Asozioale Symbiose aus Premier und Premium

Allein diese Zahlen machen klar, dass die Autoindustrie nicht die Spur auf Ungarn angewiesen ist, sondern das Land von ihr abhängt. Diese ökonomische Monokultur, die von Orbán -"Ungarn wird Produktionsstandort Nr. 1 in Europa" - eher noch gefördert als diversifiziert wird, obwohl dem Land etliche andere Wege offenstünden, sorgt - gepaart mit der Klientelorientierung der Regierung - für derart asoziale Zustände, dass Kommunalbeschäftigte (170.- EUR im Monat) und auch Empfänger des gesetzlichen Mindestlohnes in der freien Wirtschaft (350.- EUR) Einkommen generieren, von denen sie nicht einmal ansatzweise würdig leben können, die aber mit 16% (Flat tax!) plus Sozialabgaben besteuert werden, während Daimler und Co. mit geschmeidigen 10% davonkommen sollen, die sonstigen Vergünstigungen gar nicht mitgerechnet.
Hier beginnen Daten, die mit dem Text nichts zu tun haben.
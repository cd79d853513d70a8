use folio_traits::{BoxFuture, ContentFetcher, ResourceError, ResourceProvider, SharedResourceData};
use std::sync::Arc;

/// Serves fetches from a synchronous [`ResourceProvider`].
#[derive(Debug, Clone)]
pub struct ProviderFetcher {
    provider: Arc<dyn ResourceProvider>,
}

impl ProviderFetcher {
    pub fn new(provider: Arc<dyn ResourceProvider>) -> Self {
        Self { provider }
    }

    pub fn provider(&self) -> &Arc<dyn ResourceProvider> {
        &self.provider
    }
}

impl ContentFetcher for ProviderFetcher {
    fn fetch<'a>(&'a self, url: &'a str) -> BoxFuture<'a, Result<SharedResourceData, ResourceError>> {
        Box::pin(async move { self.provider.load(url) })
    }

    fn name(&self) -> &'static str {
        self.provider.name()
    }
}

#[cfg(test)]
mod tests {
    use super::*;
    use folio_traits::InMemoryResourceProvider;

    #[tokio::test]
    async fn test_fetch_delegates_to_provider() {
        let provider = InMemoryResourceProvider::new();
        provider.add_text("https://host/a.json", "{}").unwrap();
        let fetcher = ProviderFetcher::new(Arc::new(provider));

        assert_eq!(&*fetcher.fetch("https://host/a.json").await.unwrap(), b"{}");
        assert!(fetcher.fetch("https://host/b.json").await.is_err());
        assert_eq!(fetcher.name(), "InMemoryResourceProvider");
    }
}
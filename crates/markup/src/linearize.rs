//! Content Linearizer: flattens an expanded tree into one ordered sequence.

use crate::expander::make_anchors;
use crate::fragment::Fragment;
use folio_idf::{AnchorNode, ContentNode, EntryData};
use folio_types::AnchorName;

/// Nesting beyond this depth is treated as malformed and dropped.
pub const MAX_DEPTH: usize = 100;

/// Name of the anchor synthesized at the start of every entry.
pub const START_ANCHOR: &str = "start";

/// Flattens `tree` in order, dropping empty strings.
pub fn flatten(tree: Vec<Fragment>) -> Vec<ContentNode> {
    let mut out = Vec::new();
    flatten_into(tree, 0, &mut out);
    out
}

fn flatten_into(tree: Vec<Fragment>, depth: usize, out: &mut Vec<ContentNode>) {
    for fragment in tree {
        match fragment {
            Fragment::Str(s) if s.is_empty() => {}
            Fragment::Str(s) => out.push(ContentNode::Text(s)),
            Fragment::Node(ContentNode::Text(s)) if s.is_empty() => {}
            Fragment::Node(node) => out.push(node),
            Fragment::Group(inner) if depth >= MAX_DEPTH => {
                log::warn!(
                    "dropping {} fragments nested deeper than {}",
                    inner.len(),
                    MAX_DEPTH
                );
            }
            Fragment::Group(inner) => flatten_into(inner, depth + 1, out),
        }
    }
}

/// Flattens an entry's tree and guarantees it begins with an anchor.
///
/// When the content does not open with one, the `start` anchor is prepended,
/// described by the entry data's `start` key.
pub fn linearize(tree: Vec<Fragment>, data: &EntryData) -> Vec<ContentNode> {
    let mut sequence = flatten(tree);
    if !sequence.first().is_some_and(ContentNode::is_anchor) {
        let mut start = make_anchors(START_ANCHOR, data);
        // An empty `start` array fans out to nothing.
        if start.is_empty() {
            start.push(AnchorNode::new(AnchorName::new(START_ANCHOR), None, 0.0));
        }
        sequence.splice(0..0, start.into_iter().map(ContentNode::Anchor));
    }
    sequence
}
Probefahrt im künftigen Fluchtwagen? Premier Orbán und Konzernchef Zetsche besteigen einen in Kecskemét gefertigten CLA. Fotos: MTI, Daimler AG

Auch das in dem quasi gewerkschaftsbefreiten Ungarn seit Orbán ganz besonders "flexible" Kündigungsrecht sollte man im Hinterkopf haben, wenn von Klaeden, der Ex-Staatsminister Angela Merkels für "Bürokratieabbau und bessere Rechtsetzung", gegen den seit Ende 2013 übrigens die deutsche Staatsanwaltschaft wegen des Verdachts der Vorteilsnahme (im Amt) ermittelte, sagt, dass man "zufrieden ist, mit den Bedingungen, die wir in Ungarn vorfinden" und sich deutsche und ungarische Spitzenpolitiker bei jedem Treffen der "strategischen Bedeutung" der Wirtschaftsbeziehungen versichern.

 

Der gewissensbefreite Ständestaatler Orbán und die unermessliche Gier der von ihm sonst so gescholtenen Konzerne samt ihrer schmierigen Lobbyisten sind das perfekte Gespann für die Errichtung der idealen "Arbeitsgesellschaft", Orbáns national-klerikalem Gegenentwurf zur "abgewirtschafteten westlichen, liberalen Dekadenz". In Orbáns feiner Gesellschaft leben mittlerweile nicht mehr 25, sondern 40% an oder unter der Armutsgrenze und finanzieren damit das obere Drittel, denn ein "Mehr" gibt es schon lange nicht mehr zu verteilen. Das Elend hat System.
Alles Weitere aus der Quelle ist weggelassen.